WHAT THIS TASK INVOLVES.
Look through the data below. Show each line where the string "attempts" occurs.

▬▬▬▬▬▬▬▬▬▬

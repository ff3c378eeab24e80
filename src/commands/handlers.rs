//! Command handlers
//!
//! Dispatches parsed commands against a [`Session`] and builds the text
//! shown back to the user.

use std::fmt::Write as _;

use log::info;

use crate::auth::{AuthBackend, score_password};
use crate::commands::parser::{Command, CommandResult};
use crate::drink::catalog::{by_category, ingredients_for};
use crate::drink::{Category, DrinkType};
use crate::error::handlers::{auth_error_message, drink_error_message};
use crate::error::{AuthError, DrinkError};
use crate::session::Session;

pub const HELP_TEXT: &str = "\
Commands:
  SIGNIN <email> <password>
  SIGNUP <email> <password> [display name]
  SIGNOUT
  STRENGTH <password>
  TYPE hot|cold
  MENU
  ADD <ingredient-id>
  AMOUNT <ingredient-id> <amount>
  REMOVE <ingredient-id>
  NAME
  SAVE
  SHOW
  RECIPES
  QUIT";

/// Dispatch a parsed command to its handler
pub async fn handle_command<B: AuthBackend>(
    session: &mut Session<B>,
    command: &Command,
) -> CommandResult {
    match command {
        Command::SignIn { email, password } => handle_cmd_sign_in(session, email, password).await,
        Command::SignUp {
            email,
            password,
            display_name,
        } => handle_cmd_sign_up(session, email, password, display_name).await,
        Command::SignOut => handle_cmd_sign_out(session),
        Command::Strength(password) => handle_cmd_strength(password),
        Command::Type(drink_type) => handle_cmd_type(session, drink_type),
        Command::Menu => handle_cmd_menu(session.builder.drink_type()),
        Command::Add(id) => handle_cmd_add(session, id),
        Command::Amount { id, amount } => handle_cmd_amount(session, id, amount),
        Command::Remove(id) => handle_cmd_remove(session, id),
        Command::Name => handle_cmd_name(session),
        Command::Save => handle_cmd_save(session),
        Command::Show => handle_cmd_show(session),
        Command::Recipes => handle_cmd_recipes(session),
        Command::Help => CommandResult::success(HELP_TEXT),
        Command::Quit => CommandResult::quit("Goodbye"),
        Command::Unknown(raw) => {
            CommandResult::failure(format!("Unknown command '{}'. Type HELP for a list.", raw))
        }
    }
}

fn auth_failure(err: AuthError) -> CommandResult {
    info!("Auth rejected: {}", err);
    let mut message = auth_error_message(&err);
    if let AuthError::WeakPassword(feedback) = &err {
        for hint in feedback {
            let _ = write!(message, "\n  - {}", hint);
        }
    }
    CommandResult::failure(message)
}

fn drink_failure(err: DrinkError) -> CommandResult {
    CommandResult::failure(drink_error_message(&err))
}

async fn handle_cmd_sign_in<B: AuthBackend>(
    session: &mut Session<B>,
    email: &str,
    password: &str,
) -> CommandResult {
    match session.auth.sign_in(email, password).await {
        Ok(user) => {
            let message = format!("Welcome back, {}", greeting_name(&user.display_name, &user.email));
            session.user = Some(user);
            CommandResult::success(message)
        }
        Err(err) => auth_failure(err),
    }
}

async fn handle_cmd_sign_up<B: AuthBackend>(
    session: &mut Session<B>,
    email: &str,
    password: &str,
    display_name: &str,
) -> CommandResult {
    match session.auth.sign_up(email, password, display_name).await {
        Ok(user) => CommandResult::success(format!(
            "Account created for {}. Sign in to continue.",
            user.email
        )),
        Err(err) => auth_failure(err),
    }
}

fn handle_cmd_sign_out<B: AuthBackend>(session: &mut Session<B>) -> CommandResult {
    match session.sign_out() {
        Some(user) => CommandResult::success(format!("Signed out {}", user.email)),
        None => CommandResult::failure("Not signed in"),
    }
}

fn handle_cmd_strength(password: &str) -> CommandResult {
    let strength = score_password(password);
    let mut message = format!(
        "Password Strength: {} ({}/5, {}%)",
        strength.label(),
        strength.display_score(),
        strength.meter_percent()
    );
    for hint in &strength.feedback {
        let _ = write!(message, "\n  - {}", hint);
    }
    CommandResult::success(message)
}

fn handle_cmd_type<B>(session: &mut Session<B>, raw: &str) -> CommandResult {
    match raw.parse::<DrinkType>() {
        Ok(drink_type) => {
            session.builder.set_type(drink_type);
            CommandResult::success(format!("Building a {} drink", drink_type))
        }
        Err(reason) => CommandResult::failure(reason),
    }
}

fn handle_cmd_menu(drink_type: DrinkType) -> CommandResult {
    let mut message = format!(
        "{} ingredients ({}):",
        drink_type,
        ingredients_for(drink_type).len()
    );
    for category in Category::ALL {
        let mut rows = by_category(drink_type, category).peekable();
        if rows.peek().is_none() {
            continue;
        }
        let _ = write!(message, "\n{}s:", category);
        for ingredient in rows {
            let _ = write!(
                message,
                "\n  {:<24} {} ({} {})",
                ingredient.id, ingredient.name, ingredient.default_amount, ingredient.unit
            );
        }
    }
    CommandResult::success(message)
}

fn handle_cmd_add<B>(session: &mut Session<B>, id: &str) -> CommandResult {
    match session.builder.add_ingredient(id) {
        Ok(added) => CommandResult::success(format!(
            "Added {} {} {}",
            added.amount, added.ingredient.unit, added.ingredient.name
        )),
        Err(err) => drink_failure(err),
    }
}

fn handle_cmd_amount<B>(session: &mut Session<B>, id: &str, amount: &str) -> CommandResult {
    match session.builder.update_amount(id, amount) {
        Ok("") => CommandResult::failure(format!("Amount cleared for {}: use digits and fractions only", id)),
        Ok(stored) => CommandResult::success(format!("{} set to {}", id, stored)),
        Err(err) => drink_failure(err),
    }
}

fn handle_cmd_remove<B>(session: &mut Session<B>, id: &str) -> CommandResult {
    match session.builder.remove_ingredient(id) {
        Ok(removed) => CommandResult::success(format!("Removed {}", removed.ingredient.name)),
        Err(err) => drink_failure(err),
    }
}

fn handle_cmd_name<B>(session: &mut Session<B>) -> CommandResult {
    let Session { builder, rng, .. } = session;
    match builder.generate_name(rng) {
        Ok(name) => CommandResult::success(format!("Generated name: {}", name)),
        Err(err) => drink_failure(err),
    }
}

fn handle_cmd_save<B>(session: &mut Session<B>) -> CommandResult {
    let Session {
        builder,
        rng,
        recipes,
        ..
    } = session;
    match builder.save(rng) {
        Ok(recipe) => {
            let message = format!("Saved \"{}\" to your recipes!", recipe.name);
            recipes.push(recipe);
            CommandResult::success(message)
        }
        Err(err) => drink_failure(err),
    }
}

fn handle_cmd_show<B>(session: &Session<B>) -> CommandResult {
    let drink = session.builder.drink();
    if drink.is_empty() {
        return CommandResult::success(format!(
            "Your {} drink is empty. Start adding ingredients to build your drink",
            drink.drink_type
        ));
    }

    let mut message = format!(
        "Your {} drink ({} ingredients):",
        drink.drink_type,
        drink.ingredients.len()
    );
    for ingredient in &drink.ingredients {
        let _ = write!(message, "\n  {:<24} {}", ingredient.id(), ingredient);
    }
    if let Some(name) = session.builder.generated_name() {
        let _ = write!(message, "\nGenerated Name: {}", name);
    }
    CommandResult::success(message)
}

fn handle_cmd_recipes<B>(session: &Session<B>) -> CommandResult {
    if session.recipes.is_empty() {
        return CommandResult::success("No saved recipes yet");
    }

    let mut message = String::new();
    for (index, recipe) in session.recipes.iter().enumerate() {
        if index > 0 {
            message.push('\n');
        }
        let _ = write!(message, "{}. {}", index + 1, recipe);
    }
    CommandResult::success(message)
}

fn greeting_name<'a>(display_name: &'a str, email: &'a str) -> &'a str {
    if display_name.is_empty() {
        email
    } else {
        display_name
    }
}
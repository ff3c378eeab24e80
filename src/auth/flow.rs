//! Sign-in and sign-up submit handling
//!
//! Gates every form submission through the attempt limiter and the field
//! validators before the backend is contacted.

use crate::config::InputConfig;
use crate::error::AuthError;
use crate::middleware::RateLimiter;
use crate::middleware::logging::{log_attempt, log_lockout};
use crate::utils::sanitize_text;

use super::backend::AuthBackend;
use super::results::{AuthAction, User};
use super::validator::{is_valid_email, score_password};

/// Form handler for the auth page
pub struct AuthFlow<B> {
    backend: B,
    limiter: RateLimiter,
    display_name_max_length: usize,
}

impl<B: AuthBackend> AuthFlow<B> {
    /// Build a flow around an injected backend and limiter
    pub fn new(backend: B, limiter: RateLimiter, input: &InputConfig) -> Self {
        Self {
            backend,
            limiter,
            display_name_max_length: input.display_name_max_length,
        }
    }

    pub fn backend(&self) -> &B {
        &self.backend
    }

    pub fn backend_mut(&mut self) -> &mut B {
        &mut self.backend
    }

    pub fn limiter(&self) -> &RateLimiter {
        &self.limiter
    }

    pub async fn sign_in(&mut self, email: &str, password: &str) -> Result<User, AuthError> {
        self.check_rate_limit(AuthAction::SignIn)?;
        log_attempt("sign-in", email);

        if !is_valid_email(email) {
            return Err(AuthError::InvalidEmail);
        }

        Ok(self.backend.sign_in(email, password).await?)
    }

    pub async fn sign_up(
        &mut self,
        email: &str,
        password: &str,
        display_name: &str,
    ) -> Result<User, AuthError> {
        self.check_rate_limit(AuthAction::SignUp)?;
        log_attempt("sign-up", email);

        if !is_valid_email(email) {
            return Err(AuthError::InvalidEmail);
        }

        let strength = score_password(password);
        if !strength.is_strong {
            return Err(AuthError::WeakPassword(strength.feedback));
        }

        let display_name = sanitize_text(display_name, self.display_name_max_length);
        Ok(self
            .backend
            .sign_up(email, password, &display_name)
            .await?)
    }

    fn check_rate_limit(&mut self, action: AuthAction) -> Result<(), AuthError> {
        let key = action.key();
        if self.limiter.is_allowed(key) {
            return Ok(());
        }

        let retry_after_secs = self.limiter.remaining_lockout_seconds(key);
        log_lockout(key, retry_after_secs);
        Err(AuthError::RateLimited {
            action,
            retry_after_secs,
        })
    }
}
//! Error handlers
//!
//! Turns errors into log lines and into text that is safe to show a user.

use crate::error::types::{AppError, AuthError, DrinkError};
use log::error;

/// Shown for any backend error that has no curated message
pub const GENERIC_ERROR_MESSAGE: &str =
    "An error occurred. Please try again or contact support if the problem persists";

/// Backend error fragments and their user-facing replacements.
///
/// Matched case-insensitively by containment, first entry wins.
pub const SECURE_MESSAGES: &[(&str, &str)] = &[
    ("Invalid login credentials", "Invalid email or password"),
    (
        "User already registered",
        "An account with this email already exists",
    ),
    (
        "Email not confirmed",
        "Please check your email and confirm your account",
    ),
    (
        "Password too weak",
        "Password does not meet security requirements",
    ),
    (
        "Rate limit exceeded",
        "Too many attempts. Please try again later",
    ),
    (
        "Network error",
        "Connection error. Please check your internet connection",
    ),
];

/// Log an application error
pub fn handle_error(err: &AppError) {
    error!("DrinkCraft error: {}", err);
}

/// Map a raw backend error message to a message that leaks nothing internal
pub fn format_secure_error(message: Option<&str>) -> &'static str {
    let Some(message) = message else {
        return GENERIC_ERROR_MESSAGE;
    };
    let message = message.to_lowercase();

    SECURE_MESSAGES
        .iter()
        .find(|(needle, _)| message.contains(&needle.to_lowercase()))
        .map(|(_, secure)| *secure)
        .unwrap_or(GENERIC_ERROR_MESSAGE)
}

/// Convert an auth error to the text shown next to the form
pub fn auth_error_message(err: &AuthError) -> String {
    match err {
        AuthError::RateLimited {
            action,
            retry_after_secs,
        } => format!(
            "Too many {} attempts. Please try again in {} minutes.",
            action,
            retry_after_secs.div_ceil(60)
        ),
        AuthError::InvalidEmail => "Please enter a valid email address".to_string(),
        AuthError::WeakPassword(_) => "Please create a stronger password".to_string(),
        AuthError::Backend(e) => format_secure_error(Some(e.message.as_str())).to_string(),
    }
}

/// Convert a drink builder error to the text shown to the user
pub fn drink_error_message(err: &DrinkError) -> String {
    match err {
        DrinkError::UnknownIngredient(id) => format!("No ingredient called '{}'", id),
        DrinkError::AlreadyAdded(_) => "Ingredient already added!".to_string(),
        DrinkError::NotInDrink(id) => format!("'{}' is not in your drink", id),
        DrinkError::EmptyDrink => "Add some ingredients first!".to_string(),
    }
}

▬▬▬▬▬▬▬▬▬▬

REPLY.
        "Too many attempts. Please try again later",
            "Too many {} attempts. Please try again in {} minutes.",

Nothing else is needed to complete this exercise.